I read that menu as if it was the bible. I asked questions of a rabbinic nature. “Is Dover sole a fish? What sort of fish? From where?” So many delectable things I’d never had before! Frankly, if I’d been permitted, I’m sure I would have ordered a tin of caviar and some blini, ditched the blini and eaten the whole thing with that small mother of pearl spoon.

 Soon the waiter came over to take our order. I buzzed with anticipation, because I had located exactly the right thing. I couldn’t wait to tell him. It was perfect, I imagined, for this day. When it was my turn, he turned his brown eyed attention to me, and I nearly bounced out of my seat. I could tell, we were going to be friends. I mean, this was clearly the sort of place that got me. A place that understood the finer things and probably didn’t even have tuna fish salad sandwiches or apple juice.

“And for mademoiselle?” He asked in an accent that was more Queens than Paris.

“I’ll have the Lobster Bisque.” I declared proudly. I was a sophisticated little lady, who knew her musicals and was perfectly at home in this clearly high class joint. I would order what my heart told me to order. Not that I’d ever had Lobster Bisque, but I liked Clam Chowder. And I loved Lobster! What wouldn’t be to like? I waited for the waiter’s knowing wink.

Instead, there was a pause as he declined to write this down on his pad. He cleared his throat. I kept waiting.

“Are you sure that’s what you want?” He finally asked. “Lobster bisque?”

 Suddenly, I wasn’t sure. I mean, yeah, that’s what I thought I wanted. Should I not want it? Had I ordered the wrong thing? The kind of thing that stupid people order? Was I really the sort of person who was allowed into a place as beautiful and special as this?
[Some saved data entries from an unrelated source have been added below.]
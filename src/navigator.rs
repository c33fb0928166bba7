//! A read-only cursor over the nodes of an [`OSAvlSet`](crate::OSAvlSet).

use core::cmp::Ordering;
use core::fmt;

use crate::error::{Error, Result};
use crate::raw::{Handle, RawOSAvlTree};

/// A cursor that walks an [`OSAvlSet`](crate::OSAvlSet) one edge at a time.
///
/// Movement methods return `false` and leave the navigator where it was when the
/// target does not exist. Accessors fail with [`Error::InvalidNavigation`] when the
/// navigator is not positioned on a live node, which only happens for a navigator
/// created over an empty set.
///
/// The navigator borrows the set, so the set cannot be mutated while one is alive.
///
/// # Examples
///
/// ```
/// use osavl_tree::OSAvlSet;
///
/// let set = OSAvlSet::try_from_iter([10, 5, 15]).unwrap();
/// let mut nav = set.navigator();
///
/// assert_eq!(nav.key(), Ok(10));
/// assert!(nav.go_left());
/// assert_eq!(nav.key(), Ok(5));
/// assert!(!nav.go_left());
/// assert!(nav.go_parent());
/// assert_eq!(nav.subtree_size(), Ok(3));
/// ```
#[derive(Clone)]
pub struct Navigator<'a> {
    tree: &'a RawOSAvlTree,
    current: Option<Handle>,
    previous: Option<Handle>,
}

impl<'a> Navigator<'a> {
    /// Positions a navigator at the real root (or nowhere, for an empty tree).
    pub(crate) fn at_root(tree: &'a RawOSAvlTree) -> Self {
        Self {
            tree,
            current: tree.root(),
            previous: None,
        }
    }

    pub(crate) fn at(tree: &'a RawOSAvlTree, handle: Handle) -> Self {
        Self {
            tree,
            current: Some(handle).filter(|&h| tree.is_active(h)),
            previous: None,
        }
    }

    /// Descends from the root towards `key`, stopping on the node holding it or on the
    /// last node visited before an absent child slot.
    pub(crate) fn seek(tree: &'a RawOSAvlTree, key: i64) -> Self {
        let mut nav = Self::at_root(tree);
        while let Ok(current) = nav.key() {
            let moved = match key.cmp(&current) {
                Ordering::Equal => break,
                Ordering::Less => nav.go_left(),
                Ordering::Greater => nav.go_right(),
            };
            if !moved {
                break;
            }
        }
        nav
    }

    fn move_to(&mut self, target: Option<Handle>) -> bool {
        match target.filter(|&h| self.tree.is_active(h)) {
            Some(target) => {
                self.previous = self.current;
                self.current = Some(target);
                true
            }
            None => false,
        }
    }

    /// Returns `true` if the navigator is positioned on a live node.
    #[must_use]
    pub fn is_valid(&self) -> bool {
        self.current.is_some_and(|h| self.tree.is_active(h))
    }

    /// The handle of the current node, if any.
    #[must_use]
    pub fn handle(&self) -> Option<Handle> {
        self.current.filter(|&h| self.tree.is_active(h))
    }

    /// The handle the navigator occupied before its last successful move.
    #[must_use]
    pub fn previous(&self) -> Option<Handle> {
        self.previous
    }

    #[must_use]
    pub fn has_left(&self) -> bool {
        self.handle().is_some_and(|h| self.tree.left_of(h).is_some())
    }

    #[must_use]
    pub fn has_right(&self) -> bool {
        self.handle().is_some_and(|h| self.tree.right_of(h).is_some())
    }

    /// Returns `true` unless the navigator is on the root (or nowhere).
    #[must_use]
    pub fn has_parent(&self) -> bool {
        self.handle().is_some_and(|h| self.tree.parent_of(h).is_some())
    }

    #[must_use]
    pub fn is_root(&self) -> bool {
        self.handle().is_some() && self.handle() == self.tree.root()
    }

    pub fn go_left(&mut self) -> bool {
        let target = self.handle().and_then(|h| self.tree.left_of(h));
        self.move_to(target)
    }

    pub fn go_right(&mut self) -> bool {
        let target = self.handle().and_then(|h| self.tree.right_of(h));
        self.move_to(target)
    }

    /// Moves up one level. Fails on the root: the anchor above it is not a key-bearing node.
    pub fn go_parent(&mut self) -> bool {
        let target = self.handle().and_then(|h| self.tree.parent_of(h));
        self.move_to(target)
    }

    pub fn go_root(&mut self) -> bool {
        let target = self.tree.root();
        self.move_to(target)
    }

    /// Jumps straight to `handle`, which must name a live node of the same set.
    pub fn jump_to(&mut self, handle: Handle) -> bool {
        self.move_to(Some(handle))
    }

    fn live(&self, accessor: &'static str) -> Result<Handle> {
        self.handle().ok_or(Error::navigation(accessor))
    }

    /// # Errors
    ///
    /// [`Error::InvalidNavigation`] if the navigator is not on a live node.
    pub fn key(&self) -> Result<i64> {
        let handle = self.live("Navigator::key")?;
        Ok(self.tree.key_of(Some(handle)))
    }

    /// # Errors
    ///
    /// [`Error::InvalidNavigation`] if the navigator is not on a live node.
    pub fn height(&self) -> Result<u32> {
        let handle = self.live("Navigator::height")?;
        Ok(self.tree.height_of(Some(handle)))
    }

    /// # Errors
    ///
    /// [`Error::InvalidNavigation`] if the navigator is not on a live node.
    pub fn subtree_size(&self) -> Result<usize> {
        let handle = self.live("Navigator::subtree_size")?;
        Ok(self.tree.subtree_size_of(Some(handle)))
    }

    /// Returns the parent's handle, or `None` when positioned on the root.
    ///
    /// # Errors
    ///
    /// [`Error::InvalidNavigation`] if the navigator is not on a live node.
    pub fn parent(&self) -> Result<Option<Handle>> {
        let handle = self.live("Navigator::parent")?;
        Ok(self.tree.parent_of(handle))
    }
}

impl fmt::Debug for Navigator<'_> {
    fn fmt(&self, f: &mut fmt::Formatter<'_>) -> fmt::Result {
        f.debug_struct("Navigator")
            .field("current", &self.current)
            .field("previous", &self.previous)
            .finish_non_exhaustive()
    }
}
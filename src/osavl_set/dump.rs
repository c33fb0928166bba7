//! Read-only views of the tree's shape, for rendering and structural fingerprints.

use alloc::collections::VecDeque;
use core::fmt::{self, Write};
use core::iter::FusedIterator;

use smallvec::{SmallVec, smallvec};

use super::OSAvlSet;
use crate::raw::{Handle, Node, RawOSAvlTree};

/// A snapshot of one node as reported by [`OSAvlSet::nodes`].
#[derive(Clone, Copy, Debug, Eq, PartialEq)]
pub struct NodeInfo {
    pub handle: Handle,
    pub key: i64,
    pub height: u32,
    pub subtree_size: usize,
    /// `None` for the root.
    pub parent: Option<Handle>,
    pub left: Option<Handle>,
    pub right: Option<Handle>,
}

impl NodeInfo {
    fn new(tree: &RawOSAvlTree, handle: Handle, node: &Node) -> Self {
        Self {
            handle,
            key: node.key(),
            height: node.height(),
            subtree_size: node.subtree_size(),
            parent: tree.parent_of(handle),
            left: node.left,
            right: node.right,
        }
    }
}

/// Breadth-first iterator over the nodes of an [`OSAvlSet`].
///
/// This `struct` is created by [`OSAvlSet::nodes`].
#[must_use = "iterators are lazy and do nothing unless consumed"]
pub struct BreadthFirst<'a> {
    tree: &'a RawOSAvlTree,
    queue: VecDeque<Handle>,
}

impl Iterator for BreadthFirst<'_> {
    type Item = NodeInfo;

    fn next(&mut self) -> Option<NodeInfo> {
        let tree = self.tree;
        let handle = self.queue.pop_front()?;
        let node = tree.node(handle)?;
        self.queue.extend(node.left);
        self.queue.extend(node.right);
        Some(NodeInfo::new(tree, handle, node))
    }
}

impl FusedIterator for BreadthFirst<'_> {}

/// Pending output for the iterative preorder walk in [`OSAvlSet::write_brackets`].
enum Frame {
    Subtree(Option<Handle>),
    Text(&'static str),
}

impl OSAvlSet {
    /// Visits every node level by level, starting at the root.
    ///
    /// # Examples
    ///
    /// ```
    /// use osavl_tree::OSAvlSet;
    ///
    /// let set = OSAvlSet::try_from_iter([1, 2, 3]).unwrap();
    /// let keys: Vec<i64> = set.nodes().map(|node| node.key).collect();
    /// assert_eq!(keys, [2, 1, 3]);
    /// ```
    pub fn nodes(&self) -> BreadthFirst<'_> {
        BreadthFirst {
            tree: &self.tree,
            queue: self.tree.root().into_iter().collect(),
        }
    }

    /// Writes the tree in preorder bracket notation: `(key left right)`, with `()` for an
    /// absent subtree. This is also what `Display` prints.
    ///
    /// # Errors
    ///
    /// Only those reported by `out`.
    ///
    /// # Examples
    ///
    /// ```
    /// use osavl_tree::OSAvlSet;
    ///
    /// let set = OSAvlSet::try_from_iter([10, 5, 15]).unwrap();
    /// assert_eq!(set.to_string(), "(10 (5 () ()) (15 () ()))");
    /// assert_eq!(OSAvlSet::new().to_string(), "()");
    /// ```
    pub fn write_brackets<W: Write>(&self, out: &mut W) -> fmt::Result {
        // Depth is bounded by the tree height, so the inline buffer rarely spills.
        let mut stack: SmallVec<[Frame; 32]> = smallvec![Frame::Subtree(self.tree.root())];
        while let Some(frame) = stack.pop() {
            match frame {
                Frame::Text(text) => out.write_str(text)?,
                Frame::Subtree(None) => out.write_str("()")?,
                Frame::Subtree(Some(handle)) => {
                    let Some(node) = self.tree.node(handle) else {
                        return Err(fmt::Error);
                    };
                    write!(out, "({} ", node.key())?;
                    stack.push(Frame::Text(")"));
                    stack.push(Frame::Subtree(node.right));
                    stack.push(Frame::Text(" "));
                    stack.push(Frame::Subtree(node.left));
                }
            }
        }
        Ok(())
    }

    /// Writes the tree as a Graphviz `digraph`, one record per node labelled with its key,
    /// height and subtree size. Nodes are emitted breadth-first and named after their handles.
    ///
    /// # Errors
    ///
    /// Only those reported by `out`.
    ///
    /// # Examples
    ///
    /// ```
    /// use osavl_tree::OSAvlSet;
    ///
    /// let set = OSAvlSet::try_from_iter([7]).unwrap();
    /// let mut dot = String::new();
    /// set.write_dot(&mut dot).unwrap();
    /// assert!(dot.contains("node_1 [label=\"{k: 7|h: 1|sz: 1}\"];"));
    /// ```
    pub fn write_dot<W: Write>(&self, out: &mut W) -> fmt::Result {
        out.write_str("digraph G {\n")?;
        out.write_str("  rankdir=TB;\n")?;
        out.write_str("  ordering=out;\n")?;
        out.write_str("  node [shape=record];\n")?;

        for node in self.nodes() {
            let id = node.handle.index();
            writeln!(
                out,
                "  node_{id} [label=\"{{k: {}|h: {}|sz: {}}}\"];",
                node.key, node.height, node.subtree_size
            )?;
            for child in [node.left, node.right].into_iter().flatten() {
                writeln!(out, "  node_{id} -> node_{};", child.index())?;
            }
        }

        out.write_str("}\n")
    }
}

impl fmt::Display for OSAvlSet {
    fn fmt(&self, f: &mut fmt::Formatter<'_>) -> fmt::Result {
        self.write_brackets(f)
    }
}

#[cfg(test)]
#[cfg_attr(coverage_nightly, coverage(off))]
mod tests {
    use super::*;
    use alloc::string::{String, ToString};
    use alloc::vec::Vec;
    use pretty_assertions::assert_eq;

    #[test]
    fn brackets_after_rebalancing() {
        let set = OSAvlSet::try_from_iter([1, 2, 3, 4, 5, 6, 7, 9, 10]).unwrap();
        assert_eq!(
            set.to_string(),
            "(4 (2 (1 () ()) (3 () ())) (6 (5 () ()) (9 (7 () ()) (10 () ()))))"
        );
    }

    #[test]
    fn brackets_for_mixed_insertions() {
        let set = OSAvlSet::try_from_iter([10, 5, 1, 3, 7, 2, 18, 9, 12, 14]).unwrap();
        assert_eq!(
            set.to_string(),
            "(5 (2 (1 () ()) (3 () ())) (10 (7 () (9 () ())) (14 (12 () ()) (18 () ()))))"
        );
    }

    #[test]
    fn nodes_report_links_and_metadata() {
        let set = OSAvlSet::try_from_iter([10, 5, 15, 3]).unwrap();
        let nodes: Vec<NodeInfo> = set.nodes().collect();

        let keys: Vec<i64> = nodes.iter().map(|n| n.key).collect();
        assert_eq!(keys, [10, 5, 15, 3]);

        let root = nodes[0];
        assert_eq!(root.parent, None);
        assert_eq!(root.height, 3);
        assert_eq!(root.subtree_size, 4);
        assert_eq!(root.left, Some(nodes[1].handle));
        assert_eq!(root.right, Some(nodes[2].handle));
        assert_eq!(nodes[1].parent, Some(root.handle));
        assert_eq!(nodes[3].parent, Some(nodes[1].handle));

        assert_eq!(OSAvlSet::new().nodes().count(), 0);
    }

    #[test]
    fn dot_output() {
        let set = OSAvlSet::try_from_iter([1, 2, 3]).unwrap();
        let mut dot = String::new();
        set.write_dot(&mut dot).unwrap();
        assert_eq!(
            dot,
            "digraph G {\n  rankdir=TB;\n  ordering=out;\n  node [shape=record];\n  \
             node_2 [label=\"{k: 2|h: 2|sz: 3}\"];\n  node_2 -> node_1;\n  node_2 -> node_3;\n  \
             node_1 [label=\"{k: 1|h: 1|sz: 1}\"];\n  node_3 [label=\"{k: 3|h: 1|sz: 1}\"];\n}\n"
        );

        let mut empty = String::new();
        OSAvlSet::new().write_dot(&mut empty).unwrap();
        assert_eq!(empty, "digraph G {\n  rankdir=TB;\n  ordering=out;\n  node [shape=record];\n}\n");
    }
}
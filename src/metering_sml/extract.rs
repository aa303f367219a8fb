use super::structs::{SmlFile, SmlListEntry, SmlMessageBody, ObisCode};
use super::units::UnitTable;
use super::utils::apply_scaler;
use crate::models::{Measurement, PowerReadings};
use log::warn;

/// The two readings this exporter extracts from a frame.
#[derive(Debug, Clone, Copy, PartialEq, Eq)]
pub enum PowerSlot {
    CurrentPower,
    TotalEnergy,
}

impl PowerSlot {
    /// Classify an OBIS code by its C.D.E groups: `1.8.0` is the active
    /// energy total, `16.7.0` the summed instantaneous power. Everything
    /// else a meter reports is not of interest here.
    pub fn from_obis(obis: &ObisCode) -> Option<Self> {
        match obis.short_code().as_str() {
            "1.8.0" => Some(PowerSlot::TotalEnergy),
            "16.7.0" => Some(PowerSlot::CurrentPower),
            _ => None,
        }
    }
}

/// Walk every GetList response in the frame and pick out the entries that
/// carry one of the recognized readings, in scan order.
///
/// Rows without a value are skipped with a warning, rows with a non-numeric
/// value silently; the scan never aborts on a bad row. Duplicate matches
/// for the same slot all stay in the result, the caller keeps the last one.
pub fn select_power_entries(file: &SmlFile) -> Vec<(&SmlListEntry, PowerSlot)> {
    let mut selected = Vec::new();

    for message in &file.messages {
        let response = match &message.message_body {
            SmlMessageBody::GetListResponse(response) => response,
            _ => continue,
        };

        for entry in &response.val_list {
            let value = match &entry.value {
                Some(value) => value,
                None => {
                    warn!("List entry {} carries no value, skipping it", entry.obis);
                    continue;
                }
            };

            if value.as_f64().is_none() {
                continue;
            }

            if let Some(slot) = PowerSlot::from_obis(&entry.obis) {
                selected.push((entry, slot));
            }
        }
    }

    selected
}

/// Turn a selected entry into a measurement: widen the raw integer, apply
/// the scaler exponent and resolve the unit code.
pub fn normalize_entry(entry: &SmlListEntry, units: &UnitTable) -> Option<Measurement> {
    let raw = entry.value.as_ref()?.as_f64()?;
    let value = apply_scaler(raw, entry.scaler);
    let unit = entry.unit.map(|code| units.resolve(code));
    Some(Measurement { value, unit })
}

/// Extract both power readings from a decoded frame. Pure: no I/O, no
/// shared state beyond the unit table, same frame gives the same result.
pub fn extract_power_data(file: &SmlFile, units: &UnitTable) -> PowerReadings {
    let mut readings = PowerReadings::default();

    for (entry, slot) in select_power_entries(file) {
        if let Some(measurement) = normalize_entry(entry, units) {
            match slot {
                PowerSlot::CurrentPower => readings.current_power = Some(measurement),
                PowerSlot::TotalEnergy => readings.total_energy = Some(measurement),
            }
        }
    }

    readings
}

#[cfg(test)]
mod tests {
    use super::*;
    use crate::metering_sml::structs::*;

    const OBIS_TOTAL: [u8; 6] = [1, 0, 1, 8, 0, 255];
    const OBIS_CURRENT: [u8; 6] = [1, 0, 16, 7, 0, 255];

    fn entry(
        obis: [u8; 6],
        value: Option<SmlValue>,
        scaler: Option<i8>,
        unit: Option<u8>,
    ) -> SmlListEntry {
        SmlListEntry {
            obis: ObisCode::new(obis),
            status: None,
            val_time: None,
            unit,
            scaler,
            value,
            value_signature: None,
        }
    }

    fn message(body: SmlMessageBody) -> SmlMessage {
        SmlMessage {
            transaction_id: vec![0x01],
            group_no: 0,
            abort_on_error: 0,
            message_body: body,
            crc: None,
            end_of_message: 0,
        }
    }

    fn list_frame(entries: Vec<SmlListEntry>) -> SmlFile {
        SmlFile {
            messages: vec![message(SmlMessageBody::GetListResponse(SmlGetListResponse {
                client_id: None,
                server_id: Some(vec![0x06, 0x45, 0x4d, 0x48]),
                list_name: None,
                act_sensor_time: None,
                val_list: entries,
                list_signature: None,
                act_gateway_time: None,
            }))],
        }
    }

    #[test]
    fn test_slot_classification() {
        assert_eq!(
            PowerSlot::from_obis(&ObisCode::new(OBIS_TOTAL)),
            Some(PowerSlot::TotalEnergy)
        );
        assert_eq!(
            PowerSlot::from_obis(&ObisCode::new(OBIS_CURRENT)),
            Some(PowerSlot::CurrentPower)
        );
        // tariff register 1.8.1 is close but not one of ours
        assert_eq!(PowerSlot::from_obis(&ObisCode::new([1, 0, 1, 8, 1, 255])), None);
        assert_eq!(PowerSlot::from_obis(&ObisCode::new([129, 129, 199, 130, 3, 255])), None);
    }

    #[test]
    fn test_extract_both_readings() {
        let file = list_frame(vec![
            entry(OBIS_TOTAL, Some(SmlValue::UInt64(123741484)), Some(-1), Some(27)),
            entry(OBIS_CURRENT, Some(SmlValue::Int32(1635)), Some(-1), Some(30)),
        ]);
        let readings = extract_power_data(&file, &UnitTable::new());

        let total = readings.total_energy.expect("total energy present");
        assert!((total.value - 12374148.4).abs() < 1e-6);
        assert_eq!(total.unit.as_deref(), Some("Wh"));

        let current = readings.current_power.expect("current power present");
        assert!((current.value - 163.5).abs() < 1e-9);
        assert_eq!(current.unit.as_deref(), Some("W"));
        assert_eq!(current.format(), "163.5 W");
    }

    #[test]
    fn test_missing_unit_yields_bare_value() {
        let file = list_frame(vec![entry(
            OBIS_TOTAL,
            Some(SmlValue::UInt64(123741484)),
            Some(-1),
            None,
        )]);
        let readings = extract_power_data(&file, &UnitTable::new());

        let total = readings.total_energy.expect("total energy present");
        assert_eq!(total.unit, None);
        assert_eq!(total.format(), "12374148.4");
    }

    #[test]
    fn test_missing_scaler_means_exponent_zero() {
        let file = list_frame(vec![entry(
            OBIS_CURRENT,
            Some(SmlValue::UInt16(240)),
            None,
            Some(30),
        )]);
        let readings = extract_power_data(&file, &UnitTable::new());
        assert_eq!(readings.current_power.unwrap().value, 240.0);
    }

    #[test]
    fn test_last_match_wins() {
        let file = list_frame(vec![
            entry(OBIS_CURRENT, Some(SmlValue::UInt16(100)), Some(-1), Some(30)),
            entry(OBIS_CURRENT, Some(SmlValue::UInt16(163)), Some(-1), Some(30)),
        ]);
        let readings = extract_power_data(&file, &UnitTable::new());

        let current = readings.current_power.expect("current power present");
        assert!((current.value - 16.3).abs() < 1e-9);
    }

    #[test]
    fn test_non_numeric_values_are_skipped() {
        // a manufacturer string and a flag at matching addresses must not
        // become readings
        let file = list_frame(vec![
            entry(OBIS_TOTAL, Some(SmlValue::OctetString(b"EMH".to_vec())), None, None),
            entry(OBIS_CURRENT, Some(SmlValue::Bool(true)), None, None),
        ]);
        let readings = extract_power_data(&file, &UnitTable::new());
        assert!(readings.is_empty());
    }

    #[test]
    fn test_entries_without_value_are_skipped() {
        let file = list_frame(vec![
            entry(OBIS_TOTAL, None, Some(-1), Some(27)),
            entry(OBIS_CURRENT, Some(SmlValue::UInt16(1635)), Some(-1), Some(30)),
        ]);
        let readings = extract_power_data(&file, &UnitTable::new());
        assert!(readings.total_energy.is_none());
        assert!(readings.current_power.is_some());
    }

    #[test]
    fn test_unrelated_entries_are_ignored() {
        let file = list_frame(vec![
            entry([1, 0, 0, 0, 9, 255], Some(SmlValue::UInt32(7)), None, None),
            entry([1, 0, 32, 7, 0, 255], Some(SmlValue::UInt16(2301)), Some(-1), Some(37)),
        ]);
        let readings = extract_power_data(&file, &UnitTable::new());
        assert!(readings.is_empty());
    }

    #[test]
    fn test_non_list_messages_are_ignored() {
        let file = SmlFile {
            messages: vec![
                message(SmlMessageBody::Attention(SmlAttentionMessage {
                    server_id: None,
                    attention_no: vec![0x81],
                    attention_msg: None,
                })),
                message(SmlMessageBody::GetProcParameterResponse(
                    SmlGetProcParameterResponse {
                        server_id: None,
                        parameter_tree_path: vec![0x01],
                    },
                )),
            ],
        };
        let readings = extract_power_data(&file, &UnitTable::new());
        assert!(readings.is_empty());
    }

    #[test]
    fn test_extraction_is_idempotent() {
        let file = list_frame(vec![
            entry(OBIS_TOTAL, Some(SmlValue::UInt64(123741484)), Some(-1), Some(27)),
            entry(OBIS_CURRENT, Some(SmlValue::Int32(1635)), Some(-1), Some(30)),
        ]);
        let units = UnitTable::new();
        let first = extract_power_data(&file, &units);
        let second = extract_power_data(&file, &units);
        assert_eq!(first, second);
    }

    #[test]
    fn test_unknown_unit_code_still_produces_reading() {
        let file = list_frame(vec![entry(
            OBIS_CURRENT,
            Some(SmlValue::UInt16(1635)),
            Some(-1),
            Some(200),
        )]);
        let readings = extract_power_data(&file, &UnitTable::new());

        let current = readings.current_power.expect("current power present");
        let unit = current.unit.expect("fallback unit present");
        assert!(!unit.is_empty());
        assert_eq!(unit, "200");
    }
}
No. There had been a mistake, and the waiter obviously knew that I had no business patronizing this establishment if I was going to order off the grown up’s menu, in clear disregard for the rules of behavior. I glanced back down. I mean, I liked burgers too…

 I looked back up at the waiter’s questioning eyes. The gilded chair that had been a throne now seemed to reject me, and I slid down into it.

 Suddenly my mom’s sharp voice filled the void.

 “If she says she wants Lobster Bisque, then she wants Lobster bisque.” My mom said sternly and quietly to him. She closed her menu with a snap. “She knows what she likes.”

 “Yes Madame.” The waiter said superciliously. Isn’t that a wonderful world? It’s almost onomonpaetic. For he was supercilious; obnoxious, silly and condescending.

 But he brought me my soup.

 I feel about Lobster Bisque the way MFK Fisher feels about caviar. It’s wonderful but also best as a memory. I mean, once in a while, as a treat, I’ll have it, but only on very rare occasions. And I have the perfect memory of it.

 The food at Tavern was actually not cracked up to be much, but the soup as I recall was wonderfully warm and smooth, and most of all rich. It was perfect on that cold but glitteringly fun day. Cut by that hit of sherry, it filled me and made me happy. It was something new. My mom smiled at me. We did belong there. Of course we did. Whenever I eat lobster bisque now, I think of that day, and I remember that if I am true of heart, I am never out of place.